Isn’t it bad though to open incubator? Internal humidity is 60% where outside is 45%. I thought about taking incubator to bathroom and running shower to equal humidity. Could do it then. I don’t want to be a bother but I’m more confused the more I learn and I hate cracking an egg after 25 days and finding a dead chick that should have hatched.
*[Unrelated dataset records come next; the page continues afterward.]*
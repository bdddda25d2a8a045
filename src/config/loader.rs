//! Configuration File Loading
//!
//! Handles loading and saving configuration files from the standard
//! locations, in TOML or JSON.

use super::{CategoryTimeouts, Config};
use crate::error::{Error, Result};
use regex::Regex;
use std::env;
use std::fs;
use std::path::{Path, PathBuf};

/// Configuration file loader
pub struct ConfigLoader {
    /// Search paths for configuration files
    search_paths: Vec<PathBuf>,
    /// Supported configuration file formats
    supported_formats: Vec<ConfigFormat>,
    /// Current configuration file path (if loaded)
    current_path: Option<PathBuf>,
}

#[derive(Debug, Clone, Copy, PartialEq)]
pub enum ConfigFormat {
    Toml,
    Json,
}

impl ConfigFormat {
    fn extension(&self) -> &'static str {
        match self {
            ConfigFormat::Toml => "toml",
            ConfigFormat::Json => "json",
        }
    }

    fn name(&self) -> &'static str {
        match self {
            ConfigFormat::Toml => "TOML",
            ConfigFormat::Json => "JSON",
        }
    }

    /// Format implied by a file extension, TOML when unknown
    pub fn from_path(path: &Path) -> Self {
        match path.extension().and_then(|ext| ext.to_str()) {
            Some("json") => ConfigFormat::Json,
            _ => ConfigFormat::Toml,
        }
    }
}

impl ConfigLoader {
    /// Create a new configuration loader
    pub fn new() -> Self {
        Self {
            search_paths: Self::get_search_paths(),
            supported_formats: vec![ConfigFormat::Toml, ConfigFormat::Json],
            current_path: None,
        }
    }

    /// Load from the first config file found, or defaults when there is none
    pub fn load() -> Result<Config> {
        Self::new().load_from_search_paths()
    }

    /// Search this loader's paths
    pub fn load_from_search_paths(&mut self) -> Result<Config> {
        match self.find_and_load_config()? {
            Some((path, config)) => {
                Self::validate_config(&config)?;
                info!("Configuration loaded from {}", path.display());
                self.current_path = Some(path);
                Ok(config)
            }
            None => {
                debug!("No configuration file found, using defaults");
                Ok(Config::default())
            }
        }
    }

    /// Load and validate a specific file
    pub fn load_from_path(path: &Path) -> Result<Config> {
        if !path.exists() {
            return Err(Error::ConfigLoadFailed {
                path: path.to_path_buf(),
                reason: "file does not exist".to_string(),
            });
        }
        let config = Self::load_config_file(path, ConfigFormat::from_path(path))?;
        Self::validate_config(&config)?;
        Ok(config)
    }

    /// Save configuration to a specific path
    pub fn save_to_path(config: &Config, path: &Path) -> Result<()> {
        // Ensure parent directory exists
        if let Some(parent) = path.parent() {
            fs::create_dir_all(parent)?;
        }

        let format = ConfigFormat::from_path(path);
        let content = match format {
            ConfigFormat::Json => serde_json::to_string_pretty(config).map_err(|e| {
                Error::ConfigSerializationFailed {
                    format: format.name().to_string(),
                    reason: e.to_string(),
                }
            })?,
            ConfigFormat::Toml => {
                toml::to_string_pretty(config).map_err(|e| Error::ConfigSerializationFailed {
                    format: format.name().to_string(),
                    reason: e.to_string(),
                })?
            }
        };

        fs::write(path, content)?;
        Ok(())
    }

    /// Find and load configuration from search paths
    fn find_and_load_config(&self) -> Result<Option<(PathBuf, Config)>> {
        for path in &self.search_paths {
            for format in &self.supported_formats {
                let config_path = path.with_extension(format.extension());

                if config_path.exists() {
                    match Self::load_config_file(&config_path, *format) {
                        Ok(config) => return Ok(Some((config_path, config))),
                        Err(e) => {
                            // Keep searching
                            warn!("Failed to load config from {}: {}", config_path.display(), e);
                            continue;
                        }
                    }
                }
            }
        }

        Ok(None)
    }

    /// Load a specific configuration file
    fn load_config_file(path: &Path, format: ConfigFormat) -> Result<Config> {
        let content = fs::read_to_string(path).map_err(|e| Error::ConfigLoadFailed {
            path: path.to_path_buf(),
            reason: e.to_string(),
        })?;

        match format {
            ConfigFormat::Toml => toml::from_str(&content).map_err(|e| Error::ConfigParseFailed {
                format: format.name().to_string(),
                reason: e.to_string(),
            }),
            ConfigFormat::Json => {
                serde_json::from_str(&content).map_err(|e| Error::ConfigParseFailed {
                    format: format.name().to_string(),
                    reason: e.to_string(),
                })
            }
        }
    }

    /// Get default search paths for configuration files
    fn get_search_paths() -> Vec<PathBuf> {
        let mut paths = Vec::new();

        if let Some(config_dir) = dirs::config_dir() {
            paths.push(config_dir.join("consolepilot").join("config"));
        }

        // Home directory fallback
        if let Some(home) = dirs::home_dir() {
            paths.push(home.join(".consolepilot"));
        }

        // Current working directory
        if let Ok(cwd) = env::current_dir() {
            paths.push(cwd.join(".consolepilot"));
        }

        paths
    }

    /// Validate configuration
    pub fn validate_config(config: &Config) -> Result<()> {
        fn invalid(field: &str, reason: &str) -> Error {
            Error::ConfigValidationFailed {
                field: field.to_string(),
                reason: reason.to_string(),
            }
        }

        // Console validation
        if config.console.program.trim().is_empty() {
            return Err(invalid("console.program", "Console program cannot be empty"));
        }
        let (cols, rows) = config.console.dimensions;
        if cols == 0 || rows == 0 {
            return Err(invalid("console.dimensions", "Dimensions must be greater than 0"));
        }
        for pattern in &config.console.prompt_patterns {
            if let Err(e) = Regex::new(pattern) {
                return Err(Error::ConfigValidationFailed {
                    field: "console.prompt_patterns".to_string(),
                    reason: format!("invalid pattern '{}': {}", pattern, e),
                });
            }
        }

        // Supervisor validation
        if config.supervisor.startup_timeout_secs == 0 {
            return Err(invalid(
                "supervisor.startup_timeout_secs",
                "Startup timeout must be greater than 0",
            ));
        }
        if config.supervisor.max_restarts > 100 {
            return Err(invalid("supervisor.max_restarts", "Restart limit cannot exceed 100"));
        }

        // Timeout validation
        let t = &config.timeouts;
        for (name, bounds) in [
            ("timeouts.query", &t.query),
            ("timeouts.mutating", &t.mutating),
            ("timeouts.long_running", &t.long_running),
            ("timeouts.administrative", &t.administrative),
        ] {
            Self::validate_bounds(name, bounds)?;
        }
        if t.history_window == 0 {
            return Err(invalid("timeouts.history_window", "History window must be at least 1"));
        }
        if t.grow_factor < 1.0 {
            return Err(invalid("timeouts.grow_factor", "Grow factor must be at least 1.0"));
        }
        if !(t.shrink_factor > 0.0 && t.shrink_factor <= 1.0) {
            return Err(invalid("timeouts.shrink_factor", "Shrink factor must be in (0, 1]"));
        }
        if !(t.fast_ratio > 0.0 && t.fast_ratio < t.slow_ratio && t.slow_ratio <= 1.0) {
            return Err(invalid(
                "timeouts.fast_ratio",
                "Ratios must satisfy 0 < fast_ratio < slow_ratio <= 1",
            ));
        }

        // Registry validation
        if config.registry.liveness_window_secs == 0 {
            return Err(invalid(
                "registry.liveness_window_secs",
                "Liveness window must be greater than 0",
            ));
        }
        if config.registry.reap_interval_secs == 0 {
            return Err(invalid(
                "registry.reap_interval_secs",
                "Reap interval must be greater than 0",
            ));
        }

        // Policy validation
        if config.policy.max_command_length == 0 {
            return Err(invalid(
                "policy.max_command_length",
                "Maximum command length must be greater than 0",
            ));
        }
        if config.policy.rate_limit_max_calls == 0 || config.policy.rate_limit_window_secs == 0 {
            return Err(invalid("policy.rate_limit", "Rate limit must be greater than 0"));
        }

        // Output validation
        if config.output.max_output_bytes == 0 {
            return Err(invalid(
                "output.max_output_bytes",
                "Output limit must be greater than 0",
            ));
        }
        if config.output.page_size == 0 {
            return Err(invalid("output.page_size", "Page size must be greater than 0"));
        }

        Ok(())
    }

    fn validate_bounds(field: &str, bounds: &CategoryTimeouts) -> Result<()> {
        if bounds.min_secs == 0 {
            return Err(Error::ConfigValidationFailed {
                field: format!("{}.min_secs", field),
                reason: "Minimum budget must be greater than 0".to_string(),
            });
        }
        if !(bounds.min_secs <= bounds.base_secs && bounds.base_secs <= bounds.max_secs) {
            return Err(Error::ConfigValidationFailed {
                field: field.to_string(),
                reason: "Budgets must satisfy min <= base <= max".to_string(),
            });
        }
        if bounds.max_secs > 86400 {
            return Err(Error::ConfigValidationFailed {
                field: format!("{}.max_secs", field),
                reason: "Budget cannot exceed 24 hours (86400 seconds)".to_string(),
            });
        }
        Ok(())
    }

    /// Get the current configuration file path
    pub fn current_path(&self) -> Option<&Path> {
        self.current_path.as_deref()
    }

    /// List all search paths
    pub fn search_paths(&self) -> &[PathBuf] {
        &self.search_paths
    }

    /// Add a custom search path
    pub fn add_search_path(&mut self, path: PathBuf) {
        self.search_paths.push(path);
    }

    /// Clear all search paths and add a single path
    pub fn set_search_path(&mut self, path: PathBuf) {
        self.search_paths = vec![path];
    }
}

impl Default for ConfigLoader {
    fn default() -> Self {
        Self::new()
    }
}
Thing is this: If it's three days overdue and you know your incubator isn't on the cool side... then chances are good that the chick didn't make it. The information you'd get from opening the egg was outlined in Sumi's post that I linked earlier. If you find a live chick in a three-day overdue hatch... then you'd know your thermometers lie and adjust accordingly next time. If everything on your end was perfect, it still doesn't rule out bad genetics, or lack of a will to thrive. Hatching is easier the longer you have been hatching; mostly because it's easier to weigh the pros and cons of your actions... If a chick has been stuck on pip for over 24 hours, you'd try to help it out, you'd give it that 5% chance to survive, (and have a quality life) right? Knowing that if you do nothing, its chance of survival are zero. On the other hand, if you help it, it will be weaker, it may die anyhow, it might have genetic defects, it might be sickly... but for the love of life, you'd still give it the chance. When you put your choices on this type of a scale, it makes hatching easier.
On the topic of shrinkwrapping chicks due to a lack of humidity. The idea would be to open incubator, quickly grab the egg with the chick in distress, close incubator... proceed to help chick. Shouldn't be open more'n a hot second or two.
 
Thanks to all who helped. I think I found the problem. I set up incubator two full days before I set any eggs and calibrated everything. Checked for accuracy. I just put a thermostat in and two more hydrometers that I knew were accurate before because I tested them. Now the temp says constant but thermometer inside is reading 105 deg and the other two hydro says 85%. I’m pretty upset at this since I spent so much time testing. I had calibrated 7 hydrometers and 5 thermostats. And only out 2% and bang on with temp. However if temp was high then why were eggs all alive and proper weights for lock down? I’m frustrated even more now. Maybe tomorrow I’ll crack them open and see
 
elevation can affect hatch rate too, I am high elevation and have to leave the plugs out or vents open from day 1.did conversion of temps online as we use Fahrenheit here and the incubator was in Celsius, and was 37.5 C for incubation to get the best hatch rate ran 25-30% humidity until lock down then upped it to 65-70%. It has them rolling on sides like they would naturally too, I found upright does not work at my elevation. just some things to think about.